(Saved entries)
= Beginning of Section =

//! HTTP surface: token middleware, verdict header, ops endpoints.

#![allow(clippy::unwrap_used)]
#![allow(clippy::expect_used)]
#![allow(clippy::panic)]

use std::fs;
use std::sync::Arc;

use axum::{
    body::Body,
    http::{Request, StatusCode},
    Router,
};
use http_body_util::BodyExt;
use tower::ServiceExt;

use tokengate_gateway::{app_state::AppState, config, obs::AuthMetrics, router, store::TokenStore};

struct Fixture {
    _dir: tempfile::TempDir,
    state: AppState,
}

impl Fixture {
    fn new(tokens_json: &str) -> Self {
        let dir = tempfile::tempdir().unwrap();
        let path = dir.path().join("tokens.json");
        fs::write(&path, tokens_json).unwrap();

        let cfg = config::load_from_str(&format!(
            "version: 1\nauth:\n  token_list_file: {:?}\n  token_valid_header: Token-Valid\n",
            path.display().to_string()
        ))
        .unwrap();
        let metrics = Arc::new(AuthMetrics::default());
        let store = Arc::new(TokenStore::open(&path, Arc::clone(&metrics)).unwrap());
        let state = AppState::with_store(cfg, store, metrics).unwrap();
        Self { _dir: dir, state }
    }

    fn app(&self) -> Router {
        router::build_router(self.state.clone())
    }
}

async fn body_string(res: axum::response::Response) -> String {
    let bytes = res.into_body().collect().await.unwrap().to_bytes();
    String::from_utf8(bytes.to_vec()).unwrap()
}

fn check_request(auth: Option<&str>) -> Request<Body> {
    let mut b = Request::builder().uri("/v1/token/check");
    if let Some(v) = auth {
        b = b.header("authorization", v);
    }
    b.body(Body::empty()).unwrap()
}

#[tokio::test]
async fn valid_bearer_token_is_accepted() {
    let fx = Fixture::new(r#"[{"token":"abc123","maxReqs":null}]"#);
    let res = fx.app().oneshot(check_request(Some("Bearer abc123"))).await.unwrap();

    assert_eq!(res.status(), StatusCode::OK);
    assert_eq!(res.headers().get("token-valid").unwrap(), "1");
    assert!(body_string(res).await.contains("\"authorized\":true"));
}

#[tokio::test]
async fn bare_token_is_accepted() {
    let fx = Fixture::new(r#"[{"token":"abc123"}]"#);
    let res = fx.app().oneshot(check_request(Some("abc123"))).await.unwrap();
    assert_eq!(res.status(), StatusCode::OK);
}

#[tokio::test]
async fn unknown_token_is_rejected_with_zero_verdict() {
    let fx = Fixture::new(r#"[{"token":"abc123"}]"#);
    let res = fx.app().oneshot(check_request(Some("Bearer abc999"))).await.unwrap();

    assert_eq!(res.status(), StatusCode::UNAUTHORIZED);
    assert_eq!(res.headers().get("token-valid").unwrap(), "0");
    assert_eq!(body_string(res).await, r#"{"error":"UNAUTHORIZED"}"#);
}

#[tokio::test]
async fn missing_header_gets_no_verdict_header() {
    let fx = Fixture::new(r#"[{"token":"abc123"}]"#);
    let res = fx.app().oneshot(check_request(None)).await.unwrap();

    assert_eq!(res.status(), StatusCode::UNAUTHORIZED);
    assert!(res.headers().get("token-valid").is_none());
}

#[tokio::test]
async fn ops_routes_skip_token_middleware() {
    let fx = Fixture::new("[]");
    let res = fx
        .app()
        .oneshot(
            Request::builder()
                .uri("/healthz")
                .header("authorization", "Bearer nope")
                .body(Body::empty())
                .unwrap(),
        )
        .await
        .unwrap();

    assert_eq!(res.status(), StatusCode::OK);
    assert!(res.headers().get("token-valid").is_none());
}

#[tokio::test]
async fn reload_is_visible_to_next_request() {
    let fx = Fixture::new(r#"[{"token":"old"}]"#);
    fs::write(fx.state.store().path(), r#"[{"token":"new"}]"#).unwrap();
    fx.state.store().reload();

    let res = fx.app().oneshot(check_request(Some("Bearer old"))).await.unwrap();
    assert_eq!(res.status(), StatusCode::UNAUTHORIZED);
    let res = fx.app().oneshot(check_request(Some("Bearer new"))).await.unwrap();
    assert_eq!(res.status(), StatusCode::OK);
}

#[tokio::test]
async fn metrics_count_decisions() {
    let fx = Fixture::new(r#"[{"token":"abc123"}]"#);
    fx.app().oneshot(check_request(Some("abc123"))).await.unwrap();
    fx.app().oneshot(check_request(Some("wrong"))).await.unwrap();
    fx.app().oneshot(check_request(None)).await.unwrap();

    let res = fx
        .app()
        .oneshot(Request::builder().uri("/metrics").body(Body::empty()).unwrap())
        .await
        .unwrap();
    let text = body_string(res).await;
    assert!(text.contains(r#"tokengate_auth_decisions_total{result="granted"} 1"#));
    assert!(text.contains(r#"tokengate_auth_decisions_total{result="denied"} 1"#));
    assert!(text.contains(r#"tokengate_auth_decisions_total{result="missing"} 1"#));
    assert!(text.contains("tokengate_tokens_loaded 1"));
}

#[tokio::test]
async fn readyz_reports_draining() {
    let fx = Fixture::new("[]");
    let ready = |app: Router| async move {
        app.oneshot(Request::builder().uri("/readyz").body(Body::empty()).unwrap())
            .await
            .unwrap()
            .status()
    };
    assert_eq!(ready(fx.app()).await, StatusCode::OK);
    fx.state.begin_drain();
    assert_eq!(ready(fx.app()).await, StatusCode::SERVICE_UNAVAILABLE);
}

= End of Section =

> _INSTRUCTIONS FOR THE TASK_
All of the records above should be given again exactly as written.

> _WRITTEN ANSWER_
//! HTTP surface: token middleware, verdict header, ops endpoints.

#![allow(clippy::unwrap_used)]
#![allow(clippy::expect_used)]
#![allow(clippy::panic)]

use std::fs;
use std::sync::Arc;

use axum::{
    body::Body,
    http::{Request, StatusCode},
    Router,
};
use http_body_util::BodyExt;
use tower::ServiceExt;

use tokengate_gateway::{app_state::AppState, config, obs::AuthMetrics, router, store::TokenStore};

struct Fixture {
    _dir: tempfile::TempDir,
    state: AppState,
}

impl Fixture {
    fn new(tokens_json: &str) -> Self {
        let dir = tempfile::tempdir().unwrap();
        let path = dir.path().join("tokens.json");
        fs::write(&path, tokens_json).unwrap();

        let cfg = config::load_from_str(&format!(
            "version: 1\nauth:\n  token_list_file: {:?}\n  token_valid_header: Token-Valid\n",
            path.display().to_string()
        ))
        .unwrap();
        let metrics = Arc::new(AuthMetrics::default());
        let store = Arc::new(TokenStore::open(&path, Arc::clone(&metrics)).unwrap());
        let state = AppState::with_store(cfg, store, metrics).unwrap();
        Self { _dir: dir, state }
    }

    fn app(&self) -> Router {
        router::build_router(self.state.clone())
    }
}

async fn body_string(res: axum::response::Response) -> String {
    let bytes = res.into_body().collect().await.unwrap().to_bytes();
    String::from_utf8(bytes.to_vec()).unwrap()
}

fn check_request(auth: Option<&str>) -> Request<Body> {
    let mut b = Request::builder().uri("/v1/token/check");
    if let Some(v) = auth {
        b = b.header("authorization", v);
    }
    b.body(Body::empty()).unwrap()
}

#[tokio::test]
async fn valid_bearer_token_is_accepted() {
    let fx = Fixture::new(r#"[{"token":"abc123","maxReqs":null}]"#);
    let res = fx.app().oneshot(check_request(Some("Bearer abc123"))).await.unwrap();

    assert_eq!(res.status(), StatusCode::OK);
    assert_eq!(res.headers().get("token-valid").unwrap(), "1");
    assert!(body_string(res).await.contains("\"authorized\":true"));
}

#[tokio::test]
async fn bare_token_is_accepted() {
    let fx = Fixture::new(r#"[{"token":"abc123"}]"#);
    let res = fx.app().oneshot(check_request(Some("abc123"))).await.unwrap();
    assert_eq!(res.status(), StatusCode::OK);
}

#[tokio::test]
async fn unknown_token_is_rejected_with_zero_verdict() {
    let fx = Fixture::new(r#"[{"token":"abc123"}]"#);
    let res = fx.app().oneshot(check_request(Some("Bearer abc999"))).await.unwrap();

    assert_eq!(res.status(), StatusCode::UNAUTHORIZED);
    assert_eq!(res.headers().get("token-valid").unwrap(), "0");
    assert_eq!(body_string(res).await, r#"{"error":"UNAUTHORIZED"}"#);
}

#[tokio::test]
async fn missing_header_gets_no_verdict_header() {
    let fx = Fixture::new(r#"[{"token":"abc123"}]"#);
    let res = fx.app().oneshot(check_request(None)).await.unwrap();

    assert_eq!(res.status(), StatusCode::UNAUTHORIZED);
    assert!(res.headers().get("token-valid").is_none());
}

#[tokio::test]
async fn ops_routes_skip_token_middleware() {
    let fx = Fixture::new("[]");
    let res = fx
        .app()
        .oneshot(
            Request::builder()
                .uri("/healthz")
                .header("authorization", "Bearer nope")
                .body(Body::empty())
                .unwrap(),
        )
        .await
        .unwrap();

    assert_eq!(res.status(), StatusCode::OK);
    assert!(res.headers().get("token-valid").is_none());
}

#[tokio::test]
async fn reload_is_visible_to_next_request() {
    let fx = Fixture::new(r#"[{"token":"old"}]"#);
    fs::write(fx.state.store().path(), r#"[{"token":"new"}]"#).unwrap();
    fx.state.store().reload();

    let res = fx.app().oneshot(check_request(Some("Bearer old"))).await.unwrap();
    assert_eq!(res.status(), StatusCode::UNAUTHORIZED);
    let res = fx.app().oneshot(check_request(Some("Bearer new"))).await.unwrap();
    assert_eq!(res.status(), StatusCode::OK);
}

#[tokio::test]
async fn metrics_count_decisions() {
    let fx = Fixture::new(r#"[{"token":"abc123"}]"#);
    fx.app().oneshot(check_request(Some("abc123"))).await.unwrap();
    fx.app().oneshot(check_request(Some("wrong"))).await.unwrap();
    fx.app().oneshot(check_request(None)).await.unwrap();

    let res = fx
        .app()
        .oneshot(Request::builder().uri("/metrics").body(Body::empty()).unwrap())
        .await
        .unwrap();
    let text = body_string(res).await;
    assert!(text.contains(r#"tokengate_auth_decisions_total{result="granted"} 1"#));
    assert!(text.contains(r#"tokengate_auth_decisions_total{result="denied"} 1"#));
    assert!(text.contains(r#"tokengate_auth_decisions_total{result="missing"} 1"#));
    assert!(text.contains("tokengate_tokens_loaded 1"));
}

#[tokio::test]
async fn readyz_reports_draining() {
    let fx = Fixture::new("[]");
    let ready = |app: Router| async move {
        app.oneshot(Request::builder().uri("/readyz").body(Body::empty()).unwrap())
            .await
            .unwrap()
            .status()
    };
    assert_eq!(ready(fx.app()).await, StatusCode::OK);
    fx.state.begin_drain();
    assert_eq!(ready(fx.app()).await, StatusCode::SERVICE_UNAVAILABLE);
}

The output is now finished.